--- ASSIGNED TASK ---
Your answer must be every line below, repeated exactly.

--- PROVIDED DATA ---
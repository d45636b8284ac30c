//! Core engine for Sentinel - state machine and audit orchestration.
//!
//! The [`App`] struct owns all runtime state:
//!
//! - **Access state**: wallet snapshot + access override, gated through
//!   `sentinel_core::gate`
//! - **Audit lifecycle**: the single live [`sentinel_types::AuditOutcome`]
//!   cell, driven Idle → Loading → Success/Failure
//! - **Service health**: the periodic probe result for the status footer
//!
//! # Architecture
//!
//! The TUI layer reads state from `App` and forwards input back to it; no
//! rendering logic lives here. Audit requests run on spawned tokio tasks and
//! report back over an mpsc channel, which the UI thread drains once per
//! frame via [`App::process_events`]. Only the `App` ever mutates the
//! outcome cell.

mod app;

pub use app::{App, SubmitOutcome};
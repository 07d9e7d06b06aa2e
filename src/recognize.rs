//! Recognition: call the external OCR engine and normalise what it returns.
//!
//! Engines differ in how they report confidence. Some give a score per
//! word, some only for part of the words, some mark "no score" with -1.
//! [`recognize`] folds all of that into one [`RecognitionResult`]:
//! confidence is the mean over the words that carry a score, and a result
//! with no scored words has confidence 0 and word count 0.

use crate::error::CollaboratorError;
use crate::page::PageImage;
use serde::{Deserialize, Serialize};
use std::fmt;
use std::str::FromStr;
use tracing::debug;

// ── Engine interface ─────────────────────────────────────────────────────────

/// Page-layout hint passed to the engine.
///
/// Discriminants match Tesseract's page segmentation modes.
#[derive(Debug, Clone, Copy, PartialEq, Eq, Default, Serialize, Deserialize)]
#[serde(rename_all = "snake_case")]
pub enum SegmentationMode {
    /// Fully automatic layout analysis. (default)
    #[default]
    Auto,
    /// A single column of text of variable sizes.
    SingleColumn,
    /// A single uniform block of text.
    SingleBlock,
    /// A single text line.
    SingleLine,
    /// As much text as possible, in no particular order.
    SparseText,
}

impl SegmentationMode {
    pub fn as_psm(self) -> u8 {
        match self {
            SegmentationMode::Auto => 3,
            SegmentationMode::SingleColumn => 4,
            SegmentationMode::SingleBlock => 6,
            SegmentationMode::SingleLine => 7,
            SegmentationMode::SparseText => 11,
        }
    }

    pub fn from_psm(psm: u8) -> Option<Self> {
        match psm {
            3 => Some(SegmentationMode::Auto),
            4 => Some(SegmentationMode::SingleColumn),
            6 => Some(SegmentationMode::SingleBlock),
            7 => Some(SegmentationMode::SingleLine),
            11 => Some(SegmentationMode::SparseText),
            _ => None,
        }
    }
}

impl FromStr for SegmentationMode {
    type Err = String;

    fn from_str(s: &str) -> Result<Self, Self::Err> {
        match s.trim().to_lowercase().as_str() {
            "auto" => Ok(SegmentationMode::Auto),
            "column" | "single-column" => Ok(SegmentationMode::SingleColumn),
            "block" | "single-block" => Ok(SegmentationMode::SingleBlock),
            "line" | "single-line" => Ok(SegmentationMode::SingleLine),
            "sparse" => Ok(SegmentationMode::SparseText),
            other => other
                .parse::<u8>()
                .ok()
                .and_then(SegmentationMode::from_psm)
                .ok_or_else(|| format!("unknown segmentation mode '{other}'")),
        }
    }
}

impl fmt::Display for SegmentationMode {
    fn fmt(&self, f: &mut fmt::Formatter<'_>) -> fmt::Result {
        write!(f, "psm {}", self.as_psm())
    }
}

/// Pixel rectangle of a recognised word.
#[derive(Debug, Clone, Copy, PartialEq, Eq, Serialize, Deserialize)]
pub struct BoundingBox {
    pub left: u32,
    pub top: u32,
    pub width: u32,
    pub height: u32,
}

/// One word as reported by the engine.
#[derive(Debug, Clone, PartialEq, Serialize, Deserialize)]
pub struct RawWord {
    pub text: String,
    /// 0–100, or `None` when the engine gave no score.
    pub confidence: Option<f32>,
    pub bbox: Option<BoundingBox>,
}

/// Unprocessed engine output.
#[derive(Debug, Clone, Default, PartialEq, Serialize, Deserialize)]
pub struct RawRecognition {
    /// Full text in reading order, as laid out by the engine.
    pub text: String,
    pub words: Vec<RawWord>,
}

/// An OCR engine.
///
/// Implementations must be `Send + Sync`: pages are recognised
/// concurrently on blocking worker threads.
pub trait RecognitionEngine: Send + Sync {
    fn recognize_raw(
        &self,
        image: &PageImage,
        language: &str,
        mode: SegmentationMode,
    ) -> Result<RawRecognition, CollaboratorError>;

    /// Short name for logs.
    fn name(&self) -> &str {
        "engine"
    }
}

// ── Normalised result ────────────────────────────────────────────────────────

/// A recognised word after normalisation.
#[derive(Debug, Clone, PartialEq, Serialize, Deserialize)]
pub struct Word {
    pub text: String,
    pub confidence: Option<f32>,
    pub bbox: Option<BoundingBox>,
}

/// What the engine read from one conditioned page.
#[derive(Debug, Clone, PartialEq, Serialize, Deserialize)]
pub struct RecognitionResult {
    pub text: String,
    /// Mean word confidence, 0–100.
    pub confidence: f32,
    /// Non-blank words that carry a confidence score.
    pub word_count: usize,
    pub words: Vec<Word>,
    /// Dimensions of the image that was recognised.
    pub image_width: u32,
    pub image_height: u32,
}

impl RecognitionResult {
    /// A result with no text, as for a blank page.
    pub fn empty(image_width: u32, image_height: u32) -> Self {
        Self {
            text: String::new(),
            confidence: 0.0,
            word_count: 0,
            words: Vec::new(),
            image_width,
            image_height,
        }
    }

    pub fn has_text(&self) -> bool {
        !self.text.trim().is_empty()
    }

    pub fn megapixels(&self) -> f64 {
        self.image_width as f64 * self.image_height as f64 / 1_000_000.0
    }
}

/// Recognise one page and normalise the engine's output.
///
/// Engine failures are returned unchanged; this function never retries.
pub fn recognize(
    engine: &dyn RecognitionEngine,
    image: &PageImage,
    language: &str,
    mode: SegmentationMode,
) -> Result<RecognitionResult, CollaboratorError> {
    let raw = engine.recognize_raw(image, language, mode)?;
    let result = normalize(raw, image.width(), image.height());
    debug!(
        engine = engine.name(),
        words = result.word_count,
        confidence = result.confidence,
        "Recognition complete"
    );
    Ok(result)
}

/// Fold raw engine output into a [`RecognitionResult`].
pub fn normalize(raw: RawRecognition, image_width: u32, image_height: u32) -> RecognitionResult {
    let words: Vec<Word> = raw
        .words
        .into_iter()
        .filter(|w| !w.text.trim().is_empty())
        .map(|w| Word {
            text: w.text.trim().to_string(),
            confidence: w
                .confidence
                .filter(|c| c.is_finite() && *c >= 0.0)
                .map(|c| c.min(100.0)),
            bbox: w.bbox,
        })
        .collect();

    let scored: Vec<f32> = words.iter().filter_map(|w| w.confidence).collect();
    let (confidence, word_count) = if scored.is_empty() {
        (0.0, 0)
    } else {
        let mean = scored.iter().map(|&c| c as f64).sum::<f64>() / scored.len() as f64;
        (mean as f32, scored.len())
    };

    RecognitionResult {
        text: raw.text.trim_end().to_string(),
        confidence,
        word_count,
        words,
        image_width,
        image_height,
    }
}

--- ANSWER SPACE ---
repository d45636b8284ac30c
//! Core engine for Sentinel - state machine and audit orchestration.
//!
//! The [`App`] struct owns all runtime state:
//!
//! - **Access state**: wallet snapshot + access override, gated through
//!   `sentinel_core::gate`
//! - **Audit lifecycle**: the single live [`sentinel_types::AuditOutcome`]
//!   cell, driven Idle → Loading → Success/Failure
//! - **Service health**: the periodic probe result for the status footer
//!
//! # Architecture
//!
//! The TUI layer reads state from `App` and forwards input back to it; no
//! rendering logic lives here. Audit requests run on spawned tokio tasks and
//! report back over an mpsc channel, which the UI thread drains once per
//! frame via [`App::process_events`]. Only the `App` ever mutates the
//! outcome cell.

mod app;

pub use app::{App, SubmitOutcome};
repository 07d9e7d06b06aa2e
filename src/recognize.rs
//! Recognition: call the external OCR engine and normalise what it returns.
//!
//! Engines differ in how they report confidence. Some give a score per
//! word, some only for part of the words, some mark "no score" with -1.
//! [`recognize`] folds all of that into one [`RecognitionResult`]:
//! confidence is the mean over the words that carry a score, and a result
//! with no scored words has confidence 0 and word count 0.

use crate::error::CollaboratorError;
use crate::page::PageImage;
use serde::{Deserialize, Serialize};
use std::fmt;
use std::str::FromStr;
use tracing::debug;

// ── Engine interface ─────────────────────────────────────────────────────────

/// Page-layout hint passed to the engine.
///
/// Discriminants match Tesseract's page segmentation modes.
#[derive(Debug, Clone, Copy, PartialEq, Eq, Default, Serialize, Deserialize)]
#[serde(rename_all = "snake_case")]
pub enum SegmentationMode {
    /// Fully automatic layout analysis. (default)
    #[default]
    Auto,
    /// A single column of text of variable sizes.
    SingleColumn,
    /// A single uniform block of text.
    SingleBlock,
    /// A single text line.
    SingleLine,
    /// As much text as possible, in no particular order.
    SparseText,
}

impl SegmentationMode {
    pub fn as_psm(self) -> u8 {
        match self {
            SegmentationMode::Auto => 3,
            SegmentationMode::SingleColumn => 4,
            SegmentationMode::SingleBlock => 6,
            SegmentationMode::SingleLine => 7,
            SegmentationMode::SparseText => 11,
        }
    }

    pub fn from_psm(psm: u8) -> Option<Self> {
        match psm {
            3 => Some(SegmentationMode::Auto),
            4 => Some(SegmentationMode::SingleColumn),
            6 => Some(SegmentationMode::SingleBlock),
            7 => Some(SegmentationMode::SingleLine),
            11 => Some(SegmentationMode::SparseText),
            _ => None,
        }
    }
}

impl FromStr for SegmentationMode {
    type Err = String;

    fn from_str(s: &str) -> Result<Self, Self::Err> {
        match s.trim().to_lowercase().as_str() {
            "auto" => Ok(SegmentationMode::Auto),
            "column" | "single-column" => Ok(SegmentationMode::SingleColumn),
            "block" | "single-block" => Ok(SegmentationMode::SingleBlock),
            "line" | "single-line" => Ok(SegmentationMode::SingleLine),
            "sparse" => Ok(SegmentationMode::SparseText),
            other => other
                .parse::<u8>()
                .ok()
                .and_then(SegmentationMode::from_psm)
                .ok_or_else(|| format!("unknown segmentation mode '{other}'")),
        }
    }
}

impl fmt::Display for SegmentationMode {
    fn fmt(&self, f: &mut fmt::Formatter<'_>) -> fmt::Result {
        write!(f, "psm {}", self.as_psm())
    }
}

/// Pixel rectangle of a recognised word.
#[derive(Debug, Clone, Copy, PartialEq, Eq, Serialize, Deserialize)]
pub struct BoundingBox {
    pub left: u32,
    pub top: u32,
    pub width: u32,
    pub height: u32,
}

/// One word as reported by the engine.
#[derive(Debug, Clone, PartialEq, Serialize, Deserialize)]
pub struct RawWord {
    pub text: String,
    /// 0–100, or `None` when the engine gave no score.
    pub confidence: Option<f32>,
    pub bbox: Option<BoundingBox>,
}

/// Unprocessed engine output.
#[derive(Debug, Clone, Default, PartialEq, Serialize, Deserialize)]
pub struct RawRecognition {
    /// Full text in reading order, as laid out by the engine.
    pub text: String,
    pub words: Vec<RawWord>,
}

/// An OCR engine.
///
/// Implementations must be `Send + Sync`: pages are recognised
/// concurrently on blocking worker threads.
pub trait RecognitionEngine: Send + Sync {
    fn recognize_raw(
        &self,
        image: &PageImage,
        language: &str,
        mode: SegmentationMode,
    ) -> Result<RawRecognition, CollaboratorError>;

    /// Short name for logs.
    fn name(&self) -> &str {
        "engine"
    }
}

// ── Normalised result ────────────────────────────────────────────────────────

/// A recognised word after normalisation.
#[derive(Debug, Clone, PartialEq, Serialize, Deserialize)]
pub struct Word {
    pub text: String,
    pub confidence: Option<f32>,
    pub bbox: Option<BoundingBox>,
}

/// What the engine read from one conditioned page.
#[derive(Debug, Clone, PartialEq, Serialize, Deserialize)]
pub struct RecognitionResult {
    pub text: String,
    /// Mean word confidence, 0–100.
    pub confidence: f32,
    /// Non-blank words that carry a confidence score.
    pub word_count: usize,
    pub words: Vec<Word>,
    /// Dimensions of the image that was recognised.
    pub image_width: u32,
    pub image_height: u32,
}

impl RecognitionResult {
    /// A result with no text, as for a blank page.
    pub fn empty(image_width: u32, image_height: u32) -> Self {
        Self {
            text: String::new(),
            confidence: 0.0,
            word_count: 0,
            words: Vec::new(),
            image_width,
            image_height,
        }
    }

    pub fn has_text(&self) -> bool {
        !self.text.trim().is_empty()
    }

    pub fn megapixels(&self) -> f64 {
        self.image_width as f64 * self.image_height as f64 / 1_000_000.0
    }
}

/// Recognise one page and normalise the engine's output.
///
/// Engine failures are returned unchanged; this function never retries.
pub fn recognize(
    engine: &dyn RecognitionEngine,
    image: &PageImage,
    language: &str,
    mode: SegmentationMode,
) -> Result<RecognitionResult, CollaboratorError> {
    let raw = engine.recognize_raw(image, language, mode)?;
    let result = normalize(raw, image.width(), image.height());
    debug!(
        engine = engine.name(),
        words = result.word_count,
        confidence = result.confidence,
        "Recognition complete"
    );
    Ok(result)
}

/// Fold raw engine output into a [`RecognitionResult`].
pub fn normalize(raw: RawRecognition, image_width: u32, image_height: u32) -> RecognitionResult {
    let words: Vec<Word> = raw
        .words
        .into_iter()
        .filter(|w| !w.text.trim().is_empty())
        .map(|w| Word {
            text: w.text.trim().to_string(),
            confidence: w
                .confidence
                .filter(|c| c.is_finite() && *c >= 0.0)
                .map(|c| c.min(100.0)),
            bbox: w.bbox,
        })
        .collect();

    let scored: Vec<f32> = words.iter().filter_map(|w| w.confidence).collect();
    let (confidence, word_count) = if scored.is_empty() {
        (0.0, 0)
    } else {
        let mean = scored.iter().map(|&c| c as f64).sum::<f64>() / scored.len() as f64;
        (mean as f32, scored.len())
    };

    RecognitionResult {
        text: raw.text.trim_end().to_string(),
        confidence,
        word_count,
        words,
        image_width,
        image_height,
    }
}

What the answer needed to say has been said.